Last night they had an event at the 21st Amendment Brewery in San Francisco, where they handed out small packages of the new flavor. At first, I thought I could only get some banana flavors with a hint of clove in the background, but not much else, and little in the way of what I’d call “beer” flavor. But in conversations with other there at the event, what emerged was that the flavors I’d been searching for disappeared if you drank an actual beer beforehand. Several people I talked to recounted the same experience, but those who resisted the temptation to order a beer first had a very different experience with the jelly beans.

jelly-belly-beer-pkg

Happily, I took a few packets home with me, and tried them again this morning before my usual cup of breakfast beer (kidding). Anyway, the theory of the night before proved true.

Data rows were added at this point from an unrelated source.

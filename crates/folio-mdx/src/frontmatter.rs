//! Frontmatter block extraction.
//!
//! A document carries frontmatter when its very first line is `---` and a
//! later line is `---` as well. Everything between the two delimiter lines
//! is the metadata block; everything after the closing line is the body.

use std::sync::LazyLock;

use regex::Regex;

/// The two halves of a raw document.
#[derive(Debug, Clone, Copy, PartialEq, Eq)]
pub struct Extracted<'a> {
    /// Text between the delimiter lines (empty when there is no frontmatter)
    pub metadata_block: &'a str,

    /// Document text after the closing delimiter
    pub body: &'a str,

    /// Whether a delimiter pair was found
    pub had_delimiters: bool,
}

impl<'a> Extracted<'a> {
    fn without_frontmatter(source: &'a str) -> Self {
        Self {
            metadata_block: "",
            body: source,
            had_delimiters: false,
        }
    }
}

/// Split a document into its metadata block and body.
///
/// Only the first closing delimiter ends the block, so `---` rules further
/// down in the body are left alone. Missing delimiters are not an error: the
/// whole input becomes the body.
pub fn extract_frontmatter(source: &str) -> Extracted<'_> {
    static RE: LazyLock<Regex> = LazyLock::new(|| {
        Regex::new(r"(?s)\A---[ \t]*\r?\n(?:(.*?)\r?\n)??---[ \t]*(?:\r?\n|\z)")
            .expect("Invalid frontmatter regex")
    });

    let Some(caps) = RE.captures(source) else {
        return Extracted::without_frontmatter(source);
    };

    // Group 0 always participates in a match.
    let end = caps.get(0).map_or(0, |m| m.end());
    let metadata_block = caps.get(1).map_or("", |m| m.as_str());

    Extracted {
        metadata_block,
        body: &source[end..],
        had_delimiters: true,
    }
}
//! Tag listing command.

use std::path::Path;

use anyhow::Result;
use folio_posts::{CatalogConfig, PostCatalog};

use crate::config::load_config;

/// Run the tags command.
pub async fn run(config_path: &Path) -> Result<()> {
    let config = load_config(config_path)?;

    let catalog = PostCatalog::load(&CatalogConfig {
        content_dir: config.content_dir(),
    })
    .await?;

    let tags = catalog.all_tags();
    if tags.is_empty() {
        tracing::info!("No tags found");
        return Ok(());
    }

    for tag in tags {
        println!("{} ({})", tag.name, tag.count);
    }

    Ok(())
}
//! Date helpers for post metadata.

use std::sync::LazyLock;

use chrono::{DateTime, NaiveDate, Utc};
use regex::Regex;
use serde::{Deserialize, Serialize};

/// Locale used when displaying dates.
#[derive(Debug, Clone, Copy, PartialEq, Eq, Default, Serialize, Deserialize)]
#[serde(rename_all = "lowercase")]
pub enum DateLocale {
    #[default]
    Ko,
    En,
}

/// Today's date in UTC as `YYYY-MM-DD`.
pub fn today() -> String {
    Utc::now().date_naive().format("%Y-%m-%d").to_string()
}

/// Check the literal `YYYY-MM-DD` shape.
///
/// Only the shape is checked, so `2024-13-45` passes.
pub fn is_iso_date(s: &str) -> bool {
    static RE: LazyLock<Regex> =
        LazyLock::new(|| Regex::new(r"^[0-9]{4}-[0-9]{2}-[0-9]{2}$").expect("Invalid date regex"));

    RE.is_match(s)
}

/// Parse a calendar date or an RFC 3339 timestamp.
pub fn parse_date(s: &str) -> Option<NaiveDate> {
    let s = s.trim();
    NaiveDate::parse_from_str(s, "%Y-%m-%d")
        .ok()
        .or_else(|| DateTime::parse_from_rfc3339(s).ok().map(|dt| dt.date_naive()))
}

/// Format a date for display, returning the input unchanged if it does not parse.
pub fn format_date(s: &str, locale: DateLocale) -> String {
    let Some(date) = parse_date(s) else {
        return s.to_string();
    };

    match locale {
        DateLocale::Ko => date.format("%Y년 %-m월 %-d일").to_string(),
        DateLocale::En => date.format("%B %-d, %Y").to_string(),
    }
}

They do actually have a subtle beery flavor with wheat and the banana and clove notes you’d expect in a hefeweizen. It’s not a strong taste, but that’s not necessarily a bad thing. I assume when you have actual beer in your mouth that it kills the subtler flavors in the candy.

Last night, I also spend some time talking with Rob, one of the Jelly Belly R&D guys who worked on creating the new beer flavored jelly bean. He mentioned that they’d originally considered doing a craft beer assortment but getting the first one right took so long that they abandoned that idea. I offered some suggestions, and who knows, maybe we’ll see some more types of beer turned into jelly beans in the future. I suspect many people will think of it as just a gimmick, but the company has a long history of creating original flavors that you wouldn’t ordinarily expect. So why not. They’ve done a cocktail line of jelly beans, so beer frankly only makes sense. If you see some, give them a try. Just don’t have a beer first.